They finished supper. Zhmuhin got up from the table and for a long while walked up and down the room, talking and talking. . . . He was fond of talking of something important or serious and was fond of meditating, and in his old age he had a longing to reach some haven, to be reassured, that he might not be so frightened of dying. He had a longing for meekness, spiritual calm, and confidence in himself, such as this guest of theirs had, who had satisfied his hunger on cucumbers and bread, and believed that doing so made him more perfect; he was sitting on a chest, plump and healthy, keeping silent and patiently enduring his boredom, and in the dusk when one glanced at him from the entry he looked like a big round stone which one could not move from its place. If a man has something to lay hold of in life he is all right.
Zhmuhin went through the entry to the porch, and then he could be heard sighing and saying reflectively to himself: "Yes. . . . To be sure. . . . By now it was dark, and here and there stars could be seen in the sky. They had not yet lighted up indoors. Someone came into the parlour as noiselessly as a shadow and stood still near the door.

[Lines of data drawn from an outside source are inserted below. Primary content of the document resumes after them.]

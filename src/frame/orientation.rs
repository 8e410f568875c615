//! Rotations in a frame.

use super::{
    Composable, Direction, Frame, FrameId, FrameTree, Framed, Invertible, Rotatable, Transformable,
};
use crate::algebra::Quaternion;
use crate::base::{AngleUnit, Axis, Real};
use crate::error::FrameResult;

/// How three angles combine into an [`Orientation`].
#[derive(Debug, Clone, Copy, PartialEq, Eq, Hash)]
#[cfg_attr(feature = "serde", derive(serde::Serialize, serde::Deserialize))]
pub enum RotationConvention {
    /// Rotate about the fixed x, then fixed y, then fixed z axis.
    FixedXyz,
    /// Rotate about z, then the new y, then the new x axis.
    EulerZyx,
}

/// A rotation expressed in a frame, stored as a unit quaternion.
///
/// Deserialization takes `quat` as given; it is not re-normalized.
#[derive(Debug, Clone, Copy, PartialEq)]
#[cfg_attr(feature = "serde", derive(serde::Serialize, serde::Deserialize))]
pub struct Orientation {
    frame: FrameId,
    quat: Quaternion,
}

impl Orientation {
    pub(crate) fn from_quat(frame: FrameId, quat: Quaternion) -> Self {
        Self { frame, quat }
    }

    /// No rotation.
    pub fn identity(frame: FrameId) -> Self {
        Self::from_quat(frame, Quaternion::IDENTITY)
    }

    /// Rotation by `angle` about `direction`, in the direction's frame.
    pub fn from_angle_direction(angle: Real, unit: AngleUnit, direction: &Direction) -> Self {
        Self::from_quat(
            direction.frame(),
            Quaternion::from_angle_direction(unit.to_radians(angle), direction.components()),
        )
    }

    pub fn from_axis_angle(frame: FrameId, axis: Axis, angle: Real, unit: AngleUnit) -> Self {
        Self::from_angle_direction(angle, unit, &Direction::from_axis(frame, axis))
    }

    /// Rotation by `x`, `y` and `z` about the respective axes.
    ///
    /// Fixed XYZ and Euler ZYX describe the same rotation for the same
    /// angles: `qz * qy * qx`.
    pub fn from_convention(
        frame: FrameId,
        unit: AngleUnit,
        convention: RotationConvention,
        x: Real,
        y: Real,
        z: Real,
    ) -> Self {
        let (x, y, z) = (unit.to_radians(x), unit.to_radians(y), unit.to_radians(z));
        let quat = match convention {
            RotationConvention::FixedXyz | RotationConvention::EulerZyx => {
                Quaternion::from_yaw_pitch_roll(z, y, x)
            }
        };
        Self::from_quat(frame, quat)
    }

    pub fn quat(&self) -> Quaternion {
        self.quat
    }

    /// Rotation angle (radians) and unit axis, or `None` for a degenerate
    /// quaternion.
    pub fn angle_direction(&self) -> Option<(Real, [Real; 3])> {
        self.quat.as_angle_direction()
    }

    /// Angles `(x, y, z)` in radians such that
    /// `from_convention(.., FixedXyz, x, y, z)` reproduces `self`.
    pub fn fixed_xyz_angles(&self) -> (Real, Real, Real) {
        self.quat.as_fixed_xyz_angles()
    }
}

impl Framed for Orientation {
    fn frame(&self) -> FrameId {
        self.frame
    }
}

impl Invertible for Orientation {
    fn inverse(&self) -> Self {
        Self::from_quat(self.frame, self.quat.conjugate())
    }
}

impl Rotatable for Orientation {
    fn rotate(&self, tree: &FrameTree, offset: &Orientation) -> FrameResult<Self> {
        let offset = offset.transform_to(tree, self.frame)?;
        Ok(Self::from_quat(self.frame, self.quat.rotate_by(&offset.quat)))
    }
}

impl Composable for Orientation {
    /// Rotate by `self`, then by `offset`.
    fn compose(&self, tree: &FrameTree, offset: &Self) -> FrameResult<Self> {
        let offset = offset.transform_to(tree, self.frame)?;
        Ok(Self::from_quat(self.frame, offset.quat * self.quat))
    }
}

impl Transformable for Orientation {
    fn transform_to(&self, tree: &FrameTree, target: FrameId) -> FrameResult<Self> {
        if self.frame == target {
            tree.get(target)?;
            return Ok(*self);
        }
        Ok(tree.transform_to(&Frame::from_orientation(self), target)?.orientation())
    }

    fn transform_by(&self, tree: &FrameTree, frame: &Frame) -> FrameResult<Self> {
        Ok(tree.transform_by(&Frame::from_orientation(self), frame)?.orientation())
    }
}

It was Lyubov Osipovna, Zhmuhin's wife.
"Are you from the town?" she asked timidly, not looking at her visitor.
"Yes, I live in the town."
"Perhaps you are something in the learned way, sir; be so kind as to advise us. We ought to send in a petition."
"To whom?" asked the visitor.
"We have two sons, kind gentleman, and they ought to have been sent to school long ago, but we never see anyone and have no one to advise us. And I know nothing. For if they are not taught they will have to serve in the army as common Cossacks. It's not right, sir! They can't read and write, they are worse than peasants, and Ivan Abramitch himself can't stand them and won't let them indoors. But they are not to blame. The younger one, at any rate, ought to be sent to school, it is such a pity!" she said slowly, and there was a quiver in her voice; and it seemed incredible that a woman so small and so youthful could have grown-up children. "Oh, it's such a pity!"
"You don't know anything about it, mother, and it is not your affair," said Zhmuhin, appearing in the doorway. "Don't pester our guest with your wild talk. Go away, mother!"
Lyubov Osipovna went out, and in the entry repeated once more in a thin little voice: "Oh, it's such a pity!"
A bed was made up for the visitor on the sofa in the parlour, and that it might not be dark for him they lighted the lamp before the ikon. Zhmuhin went to bed in his own room. And as he lay there he thought of his soul, of his age, of his recent stroke which had so frightened him and made him think of death. He was fond of philosophizing when he was in quietness by himself, and then he fancied that he was a very earnest, deep thinker, and that nothing in this world interested him but serious questions. And now he kept thinking and he longed to pitch upon some one significant thought unlike others, which would be a guide to him in life, and he wanted to think out principles of some sort for himself so as to make his life as deep and earnest as he imagined that he felt himself to be. It would be a good thing for an old man like him to abstain altogether from meat, from superfluities of all sorts. The time when men give up killing each other and animals would come sooner or later, it could not but be so, and he imagined that time to himself and clearly pictured himself living in peace with all the animals, and suddenly he thought again of the pigs, and everything was in a tangle in his brain.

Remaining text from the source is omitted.